The proposed scheme presents a methodology to protect the ALU of a soft processor against the effects of SEUs, using a catalog of fault tolerant application-based configurations. The goal of this approach is to reduce the number of resources (compared with other techniques like TMR) by establishing a trade-off with fault tolerance. This protection only applies to the configuration memory. Furthermore because it is larger in size than the user memory, it will be affected by SEUs more frequently [23], [24]. Thanks to the reconfiguration capabilities of the SRAM-based FPGAs, a set of fault tolerant ALU designs can be stored in the system. Each of them is designed to protect this module of the microprocessor according to the program that is going to be executed.

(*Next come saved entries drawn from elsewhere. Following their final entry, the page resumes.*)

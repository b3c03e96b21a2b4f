use std::{net::SocketAddr, path::PathBuf, time::Duration};

use clap::{Args, Parser};

use crate::{config::HubConfig, error::ConfigError};

#[derive(Parser, Debug)]
#[command(author, version, about, long_about = None)]
pub struct Cli {
    /// Socket address to bind. Use port 0 for an ephemeral port.
    #[arg(long, default_value = "0.0.0.0:3434")]
    pub listen: SocketAddr,

    /// Page served at `/`.
    #[arg(long, default_value = "static/index.html")]
    pub index: PathBuf,

    #[command(flatten)]
    pub tuning: TuningArgs,
}

/// Per-connection limits and timers.
#[derive(Args, Debug, Clone)]
pub struct TuningArgs {
    /// Messages buffered per connection before a slow reader is evicted.
    #[arg(long, default_value_t = 256)]
    pub queue_capacity: usize,

    /// Largest inbound frame accepted, in bytes.
    #[arg(long, default_value_t = 1024)]
    pub max_frame_bytes: usize,

    /// Seconds between liveness pings.
    #[arg(long, default_value_t = 54)]
    pub ping_interval_secs: u64,

    /// Seconds to wait for a pong before dropping the peer.
    #[arg(long, default_value_t = 60)]
    pub pong_wait_secs: u64,

    /// Seconds allowed for any single write.
    #[arg(long, default_value_t = 10)]
    pub write_wait_secs: u64,
}

impl TuningArgs {
    pub fn to_config(&self) -> Result<HubConfig, ConfigError> {
        HubConfig {
            queue_capacity: self.queue_capacity,
            max_frame_bytes: self.max_frame_bytes,
            ping_interval: Duration::from_secs(self.ping_interval_secs),
            pong_wait: Duration::from_secs(self.pong_wait_secs),
            write_wait: Duration::from_secs(self.write_wait_secs),
        }
        .validate()
    }
}

#[cfg(test)]
mod tests {
    use super::*;

    #[test]
    fn defaults_match_hub_config() {
        let cli = Cli::try_parse_from(["fanout-hub"]).expect("parse defaults");
        assert_eq!(cli.listen, "0.0.0.0:3434".parse().unwrap());
        assert_eq!(cli.index, PathBuf::from("static/index.html"));
        assert_eq!(cli.tuning.to_config().unwrap(), HubConfig::default());
    }

    #[test]
    fn tuning_flags_override_defaults() {
        let cli = Cli::try_parse_from([
            "fanout-hub",
            "--listen",
            "127.0.0.1:0",
            "--queue-capacity",
            "8",
            "--ping-interval-secs",
            "5",
            "--pong-wait-secs",
            "6",
        ])
        .expect("parse overrides");
        let config = cli.tuning.to_config().unwrap();
        assert_eq!(config.queue_capacity, 8);
        assert_eq!(config.ping_interval, Duration::from_secs(5));
        assert_eq!(config.pong_wait, Duration::from_secs(6));
    }

    #[test]
    fn ping_interval_must_precede_deadline() {
        let cli = Cli::try_parse_from(["fanout-hub", "--ping-interval-secs", "90"]).unwrap();
        assert!(matches!(
            cli.tuning.to_config(),
            Err(ConfigError::PingNotBeforeDeadline { .. })
        ));
    }
}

When the program changes, another ALU design adapted to that program will be loaded. Fig. 1 presents the architecture of the system.

In order to test this approach we have created an applicationadapted partial TMR. The particularity of this TMR with respect to the conventional one is that two of the copies only include the hardware related to the instructions most used by the program. This strategy can be applied at different abstraction levels. In our case, we have considered two different implementations. The first one creates two partial copies of the ALU. The second one targets



Fig. 2. Methodology workflow.

TABLE 1
Most Used Instructions per Benchmark

| Benchmark   | Most used instruction | Second most used instruction |
|-------------|-----------------------|------------------------------|
| Matrix mul. | Multiplication        | Addition                     |
| Quicksort   | Shift                 | Comparison                   |
| Fibonacci   | Addition              | Comparison                   |
| Dijkstra    | Shift                 | Addition                     |

the resources devoted to each instruction inside the ALU, which yields a single circuit with a subset of triplicated logic paths. These two approaches achieve lower protection levels than TMR but with less resources utilization and no timing penalty in terms of pipeline synchronization.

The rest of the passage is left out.